I started working in a salon when I was 14. I always wanted to do hair since I was a little girl! So every weekend next to school until I got my license I was working in the salon. I was lucky and started training with the apprentices when I was 15 so I already knew how to cut and style hair by the time I started hair school. After I got my license, I stayed working there for a few years but I always wanted something more and something bigger, and I knew I wouldn’t find that in Norway. It’s too small of a country and not much going on in the hair world out there. So I packed my bags and moved to California. I had to go back to school to be able to get a license here so I just chose the school that was closest to Hollywood on the map, because I had heard that Hollywood was where it was happening. I ended up getting a barbering and cosmetology license here, but I then moved to Vegas and did hair there for two years. 

How did you start assisting Chris Appleton?

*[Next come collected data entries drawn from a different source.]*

//! NATS request consumer for prediction and health subjects

use crate::config::NatsConfig;
use crate::types::Target;
use anyhow::Result;
use async_nats::{Client, Message};
use futures::stream::{self, BoxStream};
use futures::StreamExt;
use tracing::info;

/// What an incoming message asks for, derived from its subject
#[derive(Debug, Clone, Copy, PartialEq, Eq)]
pub enum Route {
    Predict(Target),
    Health,
}

/// Consumer for prediction requests arriving over NATS
pub struct RequestConsumer {
    client: Client,
    subjects: Vec<(String, Route)>,
    queue_group: String,
}

impl RequestConsumer {
    /// Create a new request consumer
    pub fn new(client: Client, config: &NatsConfig) -> Self {
        Self {
            client,
            subjects: routes(config),
            queue_group: config.queue_group.clone(),
        }
    }

    /// Subscribe to every subject, merged into one stream tagged by route
    pub async fn subscribe(&self) -> Result<BoxStream<'static, (Route, Message)>> {
        let mut streams = Vec::with_capacity(self.subjects.len());

        for (subject, route) in &self.subjects {
            let subscriber = self
                .client
                .queue_subscribe(subject.clone(), self.queue_group.clone())
                .await?;
            info!(subject = %subject, queue_group = %self.queue_group, route = ?route, "Subscribed");

            let route = *route;
            streams.push(subscriber.map(move |message| (route, message)).boxed());
        }

        Ok(stream::select_all(streams).boxed())
    }

    /// Subjects this consumer listens on
    pub fn subjects(&self) -> impl Iterator<Item = &str> {
        self.subjects.iter().map(|(s, _)| s.as_str())
    }
}

/// Map configured subjects to routes
pub fn routes(config: &NatsConfig) -> Vec<(String, Route)> {
    vec![
        (config.gpa_subject.clone(), Route::Predict(Target::Gpa)),
        (
            config.grade_class_subject.clone(),
            Route::Predict(Target::GradeClass),
        ),
        (config.health_subject.clone(), Route::Health),
    ]
}

#[cfg(test)]
mod tests {
    use super::*;
    use crate::config::AppConfig;

    #[test]
    fn test_routes_from_config() {
        let config = AppConfig::default();
        let routes = routes(&config.nats);

        assert_eq!(
            routes,
            vec![
                ("predict.gpa".to_string(), Route::Predict(Target::Gpa)),
                (
                    "predict.gradeclass".to_string(),
                    Route::Predict(Target::GradeClass)
                ),
                ("predict.health".to_string(), Route::Health),
            ]
        );
    }

    // Subscription tests would require a running NATS server
}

I was actually living in Vegas at the time and one late night, I saw he posted that he was looking for a full time assistant. I just had a feeling right then and there that I would get that job so I jumped out of my pajamas, went into full glam and made a video and sent it in. The next day I got called into a interview and I drove that night to California. Two days later, I was on set with Katy Perry. 

Did you assist any other celebrity hairstylists before Chris?

No, he was the first celebrity hairstylist I assisted. I had done many hair shows and fashion shows but never really celebrity hair.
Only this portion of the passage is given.